Duras críticas a medidas paliativas de Piñera para aplacar las históricas protestas en las calles. Cámara de Diputados aprobó en general proyecto de las 40 horas.

Marchas, marchas, marchas... Marchas igual de multitudinarias, manifestaciones que se suceden una tras otra. Grandes concentraciones en Plaza Italia, Plaza Ñuñoa, Puente Alto, Maipú, Conce, Valpo, Temuco, Arica, Valdivia... en fin. Todo lo anterior explica el demoledor apoyo ciudadano a las protestas.

Si bien la tónica general es la manifestación pacífica y familiar, se suman las denuncias de abuso y exceso de fuerza. Un efectivo militar fue formalizado en Concepción por dispararle a quemarropa a un trabajado que volvía a casa.
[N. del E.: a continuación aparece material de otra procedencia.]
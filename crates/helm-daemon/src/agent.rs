// SPDX-License-Identifier: MIT OR Apache-2.0
//! Agent endpoints: send, stream, compact, llm-task, context stats.

use crate::{ApiError, ApiResult, AppState};
use async_trait::async_trait;
use axum::{
    Json,
    extract::{Query, State},
    http::HeaderMap,
    response::sse::{Event as SseEvent, KeepAlive, Sse},
    response::{IntoResponse, Response},
};
use helm_core::{SessionKey, TenantIdentity, TokenUsage};
use helm_error::HelmError;
use helm_provider::{CancellationToken, ModelGateway, StreamEvent};
use helm_runtime::{CompactRequest, SendRequest, TaskRequest};
use helm_skills::TaskRunner;
use helm_tenancy::{AgentClaims, AgentTokenService, verify_daemon_key};
use helm_workspace::WorkspaceLoader;
use serde_json::{Value, json};
use std::collections::HashMap;
use std::convert::Infallible;
use std::sync::Arc;
use tokio_stream::wrappers::ReceiverStream;
use tracing::debug;

/// Header carrying the shared daemon key.
const DAEMON_KEY_HEADER: &str = "x-agent-daemon-key";
/// Header carrying an agent identity token.
const AGENT_TOKEN_HEADER: &str = "x-agent-token";
/// Tenant assumed when requests arrive without an agent token (single-tenant
/// deployments behind the daemon key).
const DEFAULT_TENANT: &str = "default";

/// Authenticated request context: tenant identity plus the validated agent
/// claims when a token was presented.
pub struct AgentAuth {
    pub identity: TenantIdentity,
    pub claims: Option<AgentClaims>,
}

/// Authenticate an agent-endpoint request: daemon key first, then the
/// optional agent identity token.
pub fn authenticate(
    state: &AppState,
    headers: &HeaderMap,
    session_key: &str,
    user_id: &str,
) -> Result<AgentAuth, ApiError> {
    let presented = headers
        .get(DAEMON_KEY_HEADER)
        .and_then(|v| v.to_str().ok());
    verify_daemon_key(state.config().daemon_key.as_deref(), presented).map_err(|e| {
        ApiError(match e {
            helm_tenancy::TenancyError::MissingToken(m) => HelmError::auth_missing(m),
            other => HelmError::auth_invalid(other.to_string()),
        })
    })?;

    let token = headers.get(AGENT_TOKEN_HEADER).and_then(|v| v.to_str().ok());
    let claims = match (token, state.config().jwt_secret.as_deref()) {
        (Some(token), Some(secret)) => {
            let service = AgentTokenService::new(Some(secret))
                .map_err(|e| ApiError(HelmError::config(e.to_string())))?;
            Some(
                service
                    .validate(token)
                    .map_err(|e| ApiError(HelmError::auth_invalid(e.to_string())))?,
            )
        }
        (Some(_), None) => {
            return Err(ApiError(HelmError::config(
                "agent token presented but no JWT secret is configured",
            )));
        }
        (None, _) => None,
    };

    let role = SessionKey::parse(session_key)
        .map(|s| s.agent_role)
        .unwrap_or_else(|_| "assistant".to_string());
    let identity = match &claims {
        Some(claims) => TenantIdentity {
            tenant_id: claims.tenant_id.clone(),
            user_id: claims.user_id.clone().unwrap_or_else(|| user_id.to_string()),
            agent_role: claims.role.clone(),
            capabilities: helm_core::Capabilities::default(),
        },
        None => TenantIdentity {
            tenant_id: DEFAULT_TENANT.to_string(),
            user_id: user_id.to_string(),
            agent_role: role,
            capabilities: helm_core::Capabilities::default(),
        },
    };

    Ok(AgentAuth { identity, claims })
}

pub async fn cmd_send(
    State(state): State<Arc<AppState>>,
    headers: HeaderMap,
    Json(request): Json<SendRequest>,
) -> Result<Response, ApiError> {
    let auth = authenticate(&state, &headers, &request.session_key, &request.user_id)?;
    let cancel = CancellationToken::new();
    let response = state
        .orchestrator
        .send(&auth.identity, auth.claims.as_ref(), request, cancel)
        .await
        .map_err(ApiError)?;

    let trace_id = response.trace_id.clone();
    let mut http = Json(response).into_response();
    if let Ok(value) = axum::http::HeaderValue::from_str(&trace_id) {
        http.headers_mut().insert("x-trace-id", value);
    }
    Ok(http)
}

pub async fn cmd_stream(
    State(state): State<Arc<AppState>>,
    headers: HeaderMap,
    Json(request): Json<SendRequest>,
) -> Result<Response, ApiError> {
    let auth = authenticate(&state, &headers, &request.session_key, &request.user_id)?;
    let (trace_id, events) = state
        .orchestrator
        .stream(&auth.identity, auth.claims.as_ref(), request)
        .await
        .map_err(ApiError)?;

    let stream = ReceiverStream::new(events).map(|event| {
        let sse = match &event {
            StreamEvent::Start => SseEvent::default().event("start").data("{}"),
            StreamEvent::Chunk { data } => SseEvent::default()
                .event("chunk")
                .data(json!({"data": data}).to_string()),
            StreamEvent::Done { usage, cost } => SseEvent::default()
                .event("done")
                .data(json!({"usage": usage, "cost": cost}).to_string()),
            StreamEvent::Error { error } => SseEvent::default()
                .event("error")
                .data(json!({"error": error}).to_string()),
        };
        Ok::<SseEvent, Infallible>(sse)
    });

    let mut response = Sse::new(stream).keep_alive(KeepAlive::default()).into_response();
    if let Ok(value) = axum::http::HeaderValue::from_str(&trace_id) {
        response.headers_mut().insert("x-trace-id", value);
    }
    Ok(response)
}

use tokio_stream::StreamExt as _;

pub async fn cmd_compact(
    State(state): State<Arc<AppState>>,
    headers: HeaderMap,
    Json(request): Json<CompactRequest>,
) -> ApiResult<Json<helm_runtime::CompactResponse>> {
    let auth = authenticate(&state, &headers, "user:internal:assistant", "internal")?;
    let response = state
        .orchestrator
        .compact(&auth.identity, request, CancellationToken::new())
        .await
        .map_err(ApiError)?;
    Ok(Json(response))
}

pub async fn cmd_llm_task(
    State(state): State<Arc<AppState>>,
    headers: HeaderMap,
    Json(request): Json<TaskRequest>,
) -> ApiResult<Json<helm_runtime::TaskResponse>> {
    let auth = authenticate(&state, &headers, "user:internal:assistant", "internal")?;
    let response = state
        .orchestrator
        .run_task(&auth.identity, request, CancellationToken::new())
        .await
        .map_err(ApiError)?;
    Ok(Json(response))
}

/// `GET /context?role`; prompt-size stats per bootstrap file.
pub async fn cmd_context(
    State(state): State<Arc<AppState>>,
    Query(params): Query<HashMap<String, String>>,
) -> Json<Value> {
    let role = params.get("role").map_or("assistant", String::as_str);
    let loader = WorkspaceLoader::new(
        &state.config().workspace_path,
        state.config().workspace_file_char_limit,
    );
    let stats = loader.bootstrap_stats(role);
    let total_tokens: u64 = stats.iter().map(|s| s.estimated_tokens).sum();
    debug!(role, total_tokens, "context stats computed");
    Json(json!({
        "role": role,
        "files": stats,
        "estimated_total_tokens": total_tokens,
        "boot_complete": loader.boot_complete(),
        "char_limit": state.config().workspace_file_char_limit,
    }))
}

// ---------------------------------------------------------------------------
// Gateway-backed skill test runner
// ---------------------------------------------------------------------------

/// Adapts the model gateway to the skill test runner's seam, pinned to the
/// cheap tier.
pub struct GatewayTaskRunner {
    gateway: Arc<ModelGateway>,
}

impl GatewayTaskRunner {
    /// Wrap the gateway.
    #[must_use]
    pub fn new(gateway: Arc<ModelGateway>) -> Self {
        Self { gateway }
    }
}

#[async_trait]
impl TaskRunner for GatewayTaskRunner {
    async fn run_task(
        &self,
        prompt: &str,
        input: &Value,
        schema: &Value,
    ) -> Result<(Value, TokenUsage), String> {
        let result = self
            .gateway
            .task(
                prompt,
                Some(input),
                Some(schema),
                None,
                Some(0.0),
                None,
                &CancellationToken::new(),
            )
            .await
            .map_err(|e| e.to_string())?;
        Ok((result.output, result.usage))
    }
}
Hay denuncias y querellas por abuso sexual, y en carabineros niegan que sea parte de una doctrina.

En el Congreso se produjo un fuerte cruce entre el director de la PDI y el director del Instituto Nacional de Derechos Humanos, y la alta comisionada para los DDHH de la ONU, Michelle Bachelet, anuncia el envío de una misión a Chile. En tanto, el ministro de Economía, Juan Andrés Fontaine, ofreció disculpas por haber recomendado madrugar a los usuarios.

En todas partes salieron a la calle a demostrar la disconformidad que siente la población ante las medidas anunciadas por el Presidente Piñera, duramente criticadas por centros de estudio.  Aunque algunos dijeron que era iluso suponer que un hombre de derecha afectaría los intereses de los empresarios.  
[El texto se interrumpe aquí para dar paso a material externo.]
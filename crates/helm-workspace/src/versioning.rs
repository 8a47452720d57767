// SPDX-License-Identifier: MIT OR Apache-2.0
//! Workspace snapshots, diffs, and rollback.
//!
//! A snapshot captures every workspace file with a per-file SHA-256 and a
//! roll-up hash over the sorted `path:hash` lines; the roll-up hash is the
//! snapshot id, so identical on-disk contents always yield the identical
//! snapshot. Snapshots are immutable once stored.

use crate::WorkspaceError;
use chrono::{DateTime, Utc};
use helm_audit::{AuditLog, NewAuditEntry};
use helm_core::AuditEventType;
use helm_store::Store;
use serde::{Deserialize, Serialize};
use serde_json::json;
use sha2::{Digest, Sha256};
use std::collections::BTreeMap;
use std::path::{Path, PathBuf};
use tracing::info;
use walkdir::WalkDir;

/// Stored form of one snapshotted file.
#[derive(Debug, Clone, PartialEq, Eq, Serialize, Deserialize)]
pub struct SnapshotFile {
    /// Hex SHA-256 of the content.
    pub sha256: String,
    /// Size in bytes.
    pub size: u64,
    /// Full content, retained so rollback can restore it.
    pub content: String,
}

/// Descriptor of a stored snapshot.
#[derive(Debug, Clone, PartialEq, Eq, Serialize, Deserialize)]
pub struct SnapshotInfo {
    /// Roll-up hash (snapshot id).
    pub hash: String,
    /// Workspace the snapshot belongs to.
    pub workspace_id: String,
    /// Operator-supplied message.
    pub message: String,
    /// Number of captured files.
    pub file_count: usize,
    /// Sum of file sizes in bytes.
    pub total_size: u64,
    /// When the snapshot was taken.
    pub created_at: DateTime<Utc>,
}

/// Per-file change classification.
#[derive(Debug, Clone, Copy, PartialEq, Eq, Serialize, Deserialize)]
#[serde(rename_all = "snake_case")]
pub enum FileStatus {
    /// Present only in the newer snapshot.
    Added,
    /// Present in both with different content.
    Modified,
    /// Present only in the older snapshot.
    Deleted,
    /// Present in both with identical content.
    Unchanged,
}

/// One file's diff entry.
#[derive(Debug, Clone, PartialEq, Eq, Serialize, Deserialize)]
pub struct FileChange {
    /// Path relative to the workspace root.
    pub path: PathBuf,
    /// Change classification.
    pub status: FileStatus,
    /// Size in the older snapshot, when present there.
    pub old_size: Option<u64>,
    /// Size in the newer snapshot, when present there.
    pub new_size: Option<u64>,
}

/// Result of comparing two snapshots.
#[derive(Debug, Clone, Default, Serialize)]
pub struct WorkspaceDiff {
    /// Per-file entries, sorted by path.
    pub changes: Vec<FileChange>,
}

impl WorkspaceDiff {
    /// Entries with the given status.
    #[must_use]
    pub fn with_status(&self, status: FileStatus) -> Vec<&FileChange> {
        self.changes.iter().filter(|c| c.status == status).collect()
    }

    /// `true` when every entry is unchanged.
    #[must_use]
    pub fn is_unchanged(&self) -> bool {
        self.changes.iter().all(|c| c.status == FileStatus::Unchanged)
    }
}

/// Snapshot repository + rollback over the shared store.
#[derive(Debug, Clone)]
pub struct VersionManager {
    store: Store,
    audit: AuditLog,
}

impl VersionManager {
    /// Wrap the shared store and audit log.
    #[must_use]
    pub fn new(store: Store, audit: AuditLog) -> Self {
        Self { store, audit }
    }

    /// Capture a snapshot of the workspace tree at `root`.
    ///
    /// Identical contents always produce the identical hash, and re-storing
    /// an existing snapshot is a no-op (snapshots are immutable).
    ///
    /// # Errors
    ///
    /// Returns [`WorkspaceError`] on read or store failure.
    pub fn snapshot(
        &self,
        workspace_id: &str,
        root: &Path,
        message: &str,
    ) -> Result<SnapshotInfo, WorkspaceError> {
        let files = read_tree(root)?;
        let hash = rollup_hash(&files);
        let info = SnapshotInfo {
            hash: hash.clone(),
            workspace_id: workspace_id.to_string(),
            message: message.to_string(),
            file_count: files.len(),
            total_size: files.values().map(|f| f.size).sum(),
            created_at: Utc::now(),
        };

        let files_json = serde_json::to_string(&files).map_err(helm_store::StoreError::from)?;
        self.store.with_conn(|conn| {
            conn.execute(
                "INSERT OR IGNORE INTO workspace_versions
                     (hash, workspace_id, message, files, created_at)
                 VALUES (?1, ?2, ?3, ?4, ?5)",
                rusqlite::params![
                    info.hash,
                    info.workspace_id,
                    info.message,
                    files_json,
                    info.created_at.to_rfc3339(),
                ],
            )?;
            Ok(())
        })?;
        info!(workspace = workspace_id, hash = %info.hash, files = info.file_count, "snapshot stored");
        Ok(info)
    }

    /// Load a snapshot's file map.
    ///
    /// # Errors
    ///
    /// [`WorkspaceError::UnknownSnapshot`] when absent.
    pub fn files(&self, hash: &str) -> Result<BTreeMap<PathBuf, SnapshotFile>, WorkspaceError> {
        let raw: Option<String> = self.store.with_conn(|conn| {
            let mut stmt =
                conn.prepare("SELECT files FROM workspace_versions WHERE hash = ?1")?;
            let mut rows = stmt.query([hash])?;
            match rows.next()? {
                Some(row) => Ok(Some(row.get(0)?)),
                None => Ok(None),
            }
        })?;
        let raw = raw.ok_or_else(|| WorkspaceError::UnknownSnapshot(hash.to_string()))?;
        serde_json::from_str(&raw)
            .map_err(|e| WorkspaceError::Store(helm_store::StoreError::Json(e)))
    }

    /// Diff two snapshots: per-file status with old/new sizes.
    ///
    /// `diff(h, h)` is all-unchanged; swapping the arguments swaps
    /// added/deleted.
    ///
    /// # Errors
    ///
    /// [`WorkspaceError::UnknownSnapshot`] when either hash is absent.
    pub fn diff(&self, old_hash: &str, new_hash: &str) -> Result<WorkspaceDiff, WorkspaceError> {
        let old = self.files(old_hash)?;
        let new = self.files(new_hash)?;

        let mut changes = Vec::new();
        for (path, old_file) in &old {
            match new.get(path) {
                None => changes.push(FileChange {
                    path: path.clone(),
                    status: FileStatus::Deleted,
                    old_size: Some(old_file.size),
                    new_size: None,
                }),
                Some(new_file) => changes.push(FileChange {
                    path: path.clone(),
                    status: if old_file.sha256 == new_file.sha256 {
                        FileStatus::Unchanged
                    } else {
                        FileStatus::Modified
                    },
                    old_size: Some(old_file.size),
                    new_size: Some(new_file.size),
                }),
            }
        }
        for (path, new_file) in &new {
            if !old.contains_key(path) {
                changes.push(FileChange {
                    path: path.clone(),
                    status: FileStatus::Added,
                    old_size: None,
                    new_size: Some(new_file.size),
                });
            }
        }
        changes.sort_by(|a, b| a.path.cmp(&b.path));
        Ok(WorkspaceDiff { changes })
    }

    /// Overwrite the live workspace tree from a snapshot and audit the
    /// change. Files not present in the snapshot are left in place; callers
    /// invalidate any live [`crate::WorkspaceLoader`] afterwards.
    ///
    /// # Errors
    ///
    /// Returns [`WorkspaceError`] on an unknown snapshot or write failure.
    pub fn rollback(
        &self,
        workspace_id: &str,
        root: &Path,
        hash: &str,
    ) -> Result<usize, WorkspaceError> {
        let files = self.files(hash)?;
        for (path, file) in &files {
            let target = root.join(path);
            if let Some(parent) = target.parent() {
                std::fs::create_dir_all(parent).map_err(|source| WorkspaceError::Io {
                    path: parent.display().to_string(),
                    source,
                })?;
            }
            std::fs::write(&target, &file.content).map_err(|source| WorkspaceError::Io {
                path: target.display().to_string(),
                source,
            })?;
        }
        self.audit.record_or_log(
            &NewAuditEntry::new("system", AuditEventType::WorkspaceChange)
                .workspace(workspace_id)
                .payload(json!({
                    "action": "rollback",
                    "hash": hash,
                    "files": files.len(),
                })),
        );
        Ok(files.len())
    }

    /// Snapshots recorded for a workspace, newest first.
    ///
    /// # Errors
    ///
    /// Returns a store error on query failure.
    pub fn history(&self, workspace_id: &str) -> Result<Vec<SnapshotInfo>, WorkspaceError> {
        let rows = self.store.with_conn(|conn| {
            let mut stmt = conn.prepare(
                "SELECT hash, workspace_id, message, files, created_at
                 FROM workspace_versions WHERE workspace_id = ?1
                 ORDER BY created_at DESC",
            )?;
            let rows = stmt.query_map([workspace_id], |row| {
                let files_raw: String = row.get(3)?;
                let created: String = row.get(4)?;
                Ok((
                    row.get::<_, String>(0)?,
                    row.get::<_, String>(1)?,
                    row.get::<_, String>(2)?,
                    files_raw,
                    created,
                ))
            })?;
            let mut out = Vec::new();
            for row in rows {
                out.push(row?);
            }
            Ok(out)
        })?;

        let mut infos = Vec::new();
        for (hash, workspace_id, message, files_raw, created) in rows {
            let files: BTreeMap<PathBuf, SnapshotFile> =
                serde_json::from_str(&files_raw).unwrap_or_default();
            infos.push(SnapshotInfo {
                hash,
                workspace_id,
                message,
                file_count: files.len(),
                total_size: files.values().map(|f| f.size).sum(),
                created_at: created.parse::<DateTime<Utc>>().unwrap_or_else(|_| Utc::now()),
            });
        }
        Ok(infos)
    }
}

/// Read the workspace tree into a file map. Only regular files are captured;
/// hidden directories are skipped.
fn read_tree(root: &Path) -> Result<BTreeMap<PathBuf, SnapshotFile>, WorkspaceError> {
    let mut files = BTreeMap::new();
    let walker = WalkDir::new(root).follow_links(false).into_iter().filter_entry(|e| {
        !(e.depth() > 0
            && e.file_type().is_dir()
            && e.file_name().to_string_lossy().starts_with('.'))
    });

    for entry in walker {
        let entry = entry.map_err(|e| WorkspaceError::Io {
            path: root.display().to_string(),
            source: std::io::Error::other(e),
        })?;
        if !entry.file_type().is_file() {
            continue;
        }
        let abs = entry.path();
        let rel = abs.strip_prefix(root).unwrap_or(abs).to_path_buf();
        let content = std::fs::read_to_string(abs).map_err(|source| WorkspaceError::Io {
            path: abs.display().to_string(),
            source,
        })?;

        let mut hasher = Sha256::new();
        hasher.update(content.as_bytes());
        files.insert(
            rel,
            SnapshotFile {
                sha256: format!("{:x}", hasher.finalize()),
                size: content.len() as u64,
                content,
            },
        );
    }
    Ok(files)
}

/// Roll-up hash over the sorted `path:hash` lines.
fn rollup_hash(files: &BTreeMap<PathBuf, SnapshotFile>) -> String {
    let mut hasher = Sha256::new();
    for (path, file) in files {
        hasher.update(path.to_string_lossy().as_bytes());
        hasher.update(b":");
        hasher.update(file.sha256.as_bytes());
        hasher.update(b"\n");
    }
    format!("{:x}", hasher.finalize())
}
En Valparaíso, en tanto, se aprobó la idea de legislar el proyecto de reducción de jornada laboral a 40 horas. En Santiago, en tanto, comienzan a operar parcialmente cinco líneas del Metro. 

Multitudinaria fue la nueva marcha de los ciudadanos por un nuevo pacto social por la Alameda. En realidad, todas las marchas fueron multitudinarias, absolutamente todas. Chile se volcó a la calle para manifestar que no está muy de acuerdo con el anuncio de Piñera para calmar la indignación popular.

Indignación es la que causaron las imágenes y denuncias de violencia indiscriminada en contra de manifestantes. Incluso se habla de casos de tortura en el Metro Baquedano. El ministro del Interior, Andrés Chadwick, fue al Congreso y dijo que no tenía ninguna responsabilidad política en casos de muertes a manos de agentes del Estado. Su comparecencia fue motivo de una fuerte polémica en la Cámara de Diputados.  Y claro, seguro contribuyó a crispar los ánimos. Hubo nuevos hechos de violencia, pero también momentos de esperanza, como la unión de los hinchas de Colo Colo y Universidad de Chile.